[[ Data supplied, beginning ]]

#[cfg(test)]
mod tests {
    use super::*;

    fn string_row(cells: &[(&str, &str)]) -> Map<String, Value> {
        let mut row = Map::new();
        for (k, v) in cells {
            row.insert(k.to_string(), Value::String(v.to_string()));
        }
        row
    }

    fn page_table(columns: &[&str], rows: Vec<Map<String, Value>>) -> PageTable {
        PageTable {
            table_index: 0,
            data: TableData {
                columns: columns.iter().map(|c| c.to_string()).collect(),
                rows,
            },
        }
    }

    #[test]
    fn lakh_and_crore_amounts_normalise_to_rupees() {
        let numbers = extract_query_numbers("limit of 10 lakhs or 5 cr for housing");
        assert_eq!(numbers, vec![1_000_000.0, 50_000_000.0]);

        let numbers = extract_query_numbers("threshold is 2.5 lakh");
        assert_eq!(numbers, vec![250_000.0]);

        let numbers = extract_query_numbers("lac spelling: 3 lac");
        assert_eq!(numbers, vec![300_000.0]);
    }

    #[test]
    fn commas_are_stripped_before_number_extraction() {
        let numbers = extract_query_numbers("is 1,00,000 the cutoff");
        assert_eq!(numbers, vec![100_000.0]);
    }

    #[test]
    fn short_bare_numbers_are_not_amounts() {
        assert!(extract_query_numbers("see page 3 section 12").is_empty());
        assert_eq!(extract_query_numbers("cutoff 500000"), vec![500_000.0]);
    }

    #[test]
    fn duplicate_amounts_collapse_in_first_seen_order() {
        // "10 lakh" and "1000000" name the same amount
        let numbers = extract_query_numbers("10 lakh meaning 1000000 rupees");
        assert_eq!(numbers, vec![1_000_000.0]);
    }

    #[test]
    fn labels_come_back_in_vocabulary_order() {
        let labels = extract_query_labels("What is the loan limit for semi-urban centres?");
        // "urban" is a substring of "semi-urban", so both are found
        assert!(labels.contains(&"loan limit".to_string()));
        assert!(labels.contains(&"limit".to_string()));
        assert!(labels.contains(&"semi-urban".to_string()));
        assert!(labels.contains(&"urban".to_string()));
        assert!(labels.contains(&"centres".to_string()));
        assert!(!labels.contains(&"rural".to_string()));
    }

    #[test]
    fn no_intent_matches_nothing() {
        let table = page_table(
            &["Category", "Limit"],
            vec![string_row(&[("Category", "Urban"), ("Limit", "28")])],
        );
        assert!(find_matching_rows(&[table], &[], &[]).is_empty());
    }

    #[test]
    fn label_match_outranks_numeric_and_each_row_matches_once() {
        let table = page_table(
            &["Category", "Loan Limit"],
            vec![
                string_row(&[("Category", "Metropolitan"), ("Loan Limit", "10 lakh")]),
                string_row(&[("Category", "Rural"), ("Loan Limit", "2 lakh")]),
            ],
        );
        // First row matches the label AND the number; it must appear once
        let rows = find_matching_rows(
            &[table],
            &[1_000_000.0],
            &["metropolitan".to_string()],
        );
        assert_eq!(rows.len(), 1);
        assert_eq!(
            rows[0].row.get("Category"),
            Some(&Value::String("Metropolitan".to_string()))
        );
    }

    #[test]
    fn numeric_match_accepts_lakh_phrasing() {
        let table = page_table(
            &["Category", "Loan Limit"],
            vec![string_row(&[
                ("Category", "Metro"),
                ("Loan Limit", "up to 10 lakh"),
            ])],
        );
        let rows = find_matching_rows(&[table], &[1_000_000.0], &[]);
        assert_eq!(rows.len(), 1);
    }

    #[test]
    fn numeric_match_accepts_raw_integer_form() {
        let table = page_table(
            &["Category", "Limit"],
            vec![string_row(&[("Category", "FPI"), ("Limit", "500000")])],
        );
        let rows = find_matching_rows(&[table], &[500_000.0], &[]);
        assert_eq!(rows.len(), 1);
    }

    #[test]
    fn labels_can_hit_through_column_keys() {
        // The label appears only as a column name, not in any value
        let table = page_table(
            &["Population Category", "Limit"],
            vec![string_row(&[
                ("Population Category", "Metro"),
                ("Limit", "28"),
            ])],
        );
        let rows = find_matching_rows(&[table], &[], &["population".to_string()]);
        assert_eq!(rows.len(), 1);
    }

    #[test]
    fn verification_is_vacuous_without_matched_rows() {
        assert!(verify_column_integrity(&[], "any answer at all"));
    }

    #[test]
    fn verification_fails_on_missing_cell_and_ignores_trivial_cells() {
        let matched = MatchedRow {
            table_index: 0,
            headers: vec!["Category".into(), "Limit".into(), "Note".into()],
            row: string_row(&[("Category", "Urban"), ("Limit", "28"), ("Note", "NA")]),
        };

        // "28" missing, "NA" never required
        let answer = "The urban category applies.";
        assert!(!verify_column_integrity(std::slice::from_ref(&matched), answer));
        let missing = get_missing_values(std::slice::from_ref(&matched), answer);
        assert_eq!(missing, vec!["28".to_string()]);

        // Mentioning every non-trivial cell passes, case-insensitively
        let answer = "URBAN limit is 28.";
        assert!(verify_column_integrity(std::slice::from_ref(&matched), answer));
    }

    #[test]
    fn append_missing_columns_is_idempotent() {
        let matched = MatchedRow {
            table_index: 0,
            headers: vec!["Category".into(), "Limit".into()],
            row: string_row(&[("Category", "Urban"), ("Limit", "28")]),
        };

        let answer = "Some answer that names neither value.";
        let repaired = append_missing_columns(std::slice::from_ref(&matched), answer);
        assert!(repaired.contains("Data Recovery"));
        assert!(repaired.contains("Urban"));
        assert!(repaired.contains("28"));

        let repaired_again = append_missing_columns(std::slice::from_ref(&matched), &repaired);
        assert_eq!(repaired, repaired_again);
    }

    #[test]
    fn placeholder_headers_fail_validation() {
        let all_generic = MatchedRow {
            table_index: 0,
            headers: vec!["Column_1".into(), "".into(), "col".into(), "col_2".into()],
            row: string_row(&[("Column_1", "x")]),
        };
        assert!(!has_valid_headers(std::slice::from_ref(&all_generic)));

        let one_real = MatchedRow {
            table_index: 0,
            headers: vec!["Column_1".into(), "Rate".into()],
            row: string_row(&[("Rate", "10%")]),
        };
        assert!(has_valid_headers(std::slice::from_ref(&one_real)));

        // No headers at all means the mapping is unusable
        let headerless = MatchedRow {
            table_index: 0,
            headers: vec![],
            row: string_row(&[("a", "b")]),
        };
        assert!(!has_valid_headers(std::slice::from_ref(&headerless)));

        // Vacuously valid with nothing matched
        assert!(has_valid_headers(&[]));
    }

    #[test]
    fn inline_prose_table_is_recovered() {
        let text = "As per the circular, Centres with population below ten lakh \
                    qualify for the scheme with limits 28 35 respectively.";
        let parsed = parse_inline_table(text).expect("inline table should parse");

        assert_eq!(parsed.headers.len(), 3);
        assert_eq!(parsed.rows.len(), 1);
        let row = &parsed.rows[0];
        assert_eq!(
            row.get("Loan Limit (₹ lakh)"),
            Some(&Value::String("28".to_string()))
        );
        assert_eq!(
            row.get("Maximum Cost of Dwelling (₹ lakh)"),
            Some(&Value::String("35".to_string()))
        );
        assert!(cell_text(row.get("Population Category").unwrap())
            .starts_with("Centres with population"));
    }

    #[test]
    fn inline_parser_skips_text_without_the_pattern() {
        assert!(parse_inline_table("No tables to be found here, 10 20").is_none());
    }

    #[test]
    fn raw_text_table_parses_aligned_rows() {
        let text = "Housing loans by population group\n\
                    Category                Loan Limit   Maximum Cost\n\
                    Metropolitan Centres    28           35\n\
                    Other Centres           20           25\n";
        let parsed = parse_raw_text_table(text).expect("grid should parse");

        assert_eq!(
            parsed.headers,
            vec!["Category", "Loan Limit", "Maximum Cost"]
        );
        assert_eq!(parsed.rows.len(), 2);
        assert_eq!(
            parsed.rows[0].get("Loan Limit"),
            Some(&Value::String("28".to_string()))
        );
    }

    #[test]
    fn raw_text_table_aligns_short_rows_first_and_last() {
        let text = "Category      Loan Limit    Maximum Cost\n\
                    Rural  15\n";
        let parsed = parse_raw_text_table(text).expect("should parse");

        let row = &parsed.rows[0];
        assert_eq!(row.get("Category"), Some(&Value::String("Rural".to_string())));
        assert_eq!(
            row.get("Maximum Cost"),
            Some(&Value::String("15".to_string()))
        );
        assert!(row.get("Loan Limit").is_none());
    }

    #[test]
    fn raw_text_table_requires_a_header_line() {
        assert!(parse_raw_text_table("just prose\nwith lines\n").is_none());
        // A header line with nothing under it is not a table
        assert!(parse_raw_text_table("Category    Loan Limit\n").is_none());
    }
}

[[ Data supplied, end ]]

• _Task goal_
The answer is each line from the entries above in which the word "Rate" occurs.

• _Written solution_
            headers: vec!["Column_1".into(), "Rate".into()],
            row: string_row(&[("Rate", "10%")]),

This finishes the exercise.